Assim, para os chineses, como os EUA não reconhecem e não mantêm relações formais com o governo de Taiwan, o fato de eles fornecerem armamentos para a ilha é inadmissível. Tal apoio é considerado uma grave afronta e a China julga estar amparada pelo direito internacional ao condenar veementemente a atitude norte-americana.

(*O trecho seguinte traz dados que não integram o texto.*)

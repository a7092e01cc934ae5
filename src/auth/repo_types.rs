use serde::{Deserialize, Serialize};
use sqlx::FromRow;
use time::OffsetDateTime;
use uuid::Uuid;

/// Account role. Stored as text; invalid values are rejected at row decode.
#[derive(Debug, Clone, Copy, PartialEq, Eq, Serialize, Deserialize)]
#[serde(rename_all = "lowercase")]
pub enum Role {
    User,
    Premium,
    Admin,
}

impl Role {
    pub fn as_str(self) -> &'static str {
        match self {
            Role::User => "user",
            Role::Premium => "premium",
            Role::Admin => "admin",
        }
    }

    /// Premium content is visible to paying users and admins.
    pub fn has_premium_access(self) -> bool {
        matches!(self, Role::Premium | Role::Admin)
    }
}

impl TryFrom<String> for Role {
    type Error = String;

    fn try_from(value: String) -> Result<Self, Self::Error> {
        match value.as_str() {
            "user" => Ok(Role::User),
            "premium" => Ok(Role::Premium),
            "admin" => Ok(Role::Admin),
            other => Err(format!("unknown role: {other}")),
        }
    }
}

/// User record in the database. Secret material is never serialized.
#[derive(Debug, Clone, Serialize, FromRow)]
pub struct User {
    pub id: Uuid,
    pub email: String,
    pub phone_number: Option<String>,
    #[serde(skip_serializing)]
    pub password_hash: Option<String>,
    pub first_name: Option<String>,
    pub last_name: Option<String>,
    #[sqlx(try_from = "String")]
    pub role: Role,
    pub is_verified: bool,
    #[serde(skip_serializing)]
    pub verification_token: Option<String>,
    #[serde(skip_serializing)]
    pub reset_code: Option<String>,
    #[serde(skip_serializing)]
    pub reset_code_expires: Option<OffsetDateTime>,
    pub oauth_provider: Option<String>,
    pub oauth_provider_id: Option<String>,
    pub created_at: OffsetDateTime,
    pub updated_at: OffsetDateTime,
}

impl User {
    pub fn auth_provider(&self) -> &str {
        self.oauth_provider.as_deref().unwrap_or("local")
    }
}

/// Parameters for inserting a new user. Exactly one authentication path is
/// active at creation: OAuth accounts carry no password hash and no
/// verification token and are pre-verified; local accounts are the inverse.
#[derive(Debug)]
pub struct NewUser<'a> {
    pub email: &'a str,
    pub password_hash: Option<String>,
    pub first_name: Option<&'a str>,
    pub last_name: Option<&'a str>,
    pub verification_token: Option<String>,
    pub is_verified: bool,
    pub oauth_provider: Option<&'a str>,
    pub oauth_provider_id: Option<&'a str>,
}

#[cfg(test)]
mod tests {
    use super::*;

    #[test]
    fn role_round_trips_through_text() {
        for role in [Role::User, Role::Premium, Role::Admin] {
            let parsed = Role::try_from(role.as_str().to_string()).unwrap();
            assert_eq!(parsed, role);
        }
    }

    #[test]
    fn unknown_role_is_rejected() {
        assert!(Role::try_from("superuser".to_string()).is_err());
    }

    #[test]
    fn premium_access_is_limited_to_premium_and_admin() {
        assert!(!Role::User.has_premium_access());
        assert!(Role::Premium.has_premium_access());
        assert!(Role::Admin.has_premium_access());
    }

    #[test]
    fn secret_fields_are_not_serialized() {
        let user = User {
            id: Uuid::new_v4(),
            email: "a@x.com".into(),
            phone_number: None,
            password_hash: Some("hash".into()),
            first_name: None,
            last_name: None,
            role: Role::User,
            is_verified: false,
            verification_token: Some("token".into()),
            reset_code: Some("123456".into()),
            reset_code_expires: None,
            oauth_provider: None,
            oauth_provider_id: None,
            created_at: OffsetDateTime::UNIX_EPOCH,
            updated_at: OffsetDateTime::UNIX_EPOCH,
        };
        let json = serde_json::to_string(&user).unwrap();
        assert!(!json.contains("hash"));
        assert!(!json.contains("token"));
        assert!(!json.contains("123456"));
    }
}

Mas, na disputa de interesses entre as potências, as coisas não são tão simples. No mesmo dia em que as relações entre EUA e China foram normalizadas, em 01 de janeiro de 1979, os EUA promulgaram a Lei de Relações com Taiwan que, dentre outras coisas, estabelece que “para ajudar a manter a paz, a segurança e a estabilidade no Pacífico Ocidental”, mesmo não mantendo relações diplomáticas oficiais ou não reconhecendo Taiwan como um país soberano, é política dos EUA fornecer armamentos para que Taiwan possa prover sua autodefesa. Além disso, a lei estabelece que qualquer tentativa de se determinar o futuro de Taiwan pelo uso da força, incluindo-se aí embargos e boicotes, será considerada pelos EUA uma “séria ameaça à paz e a segurança do Pacífico Ocidental” e, consequentemente, uma “grave preocupação” para os EUA.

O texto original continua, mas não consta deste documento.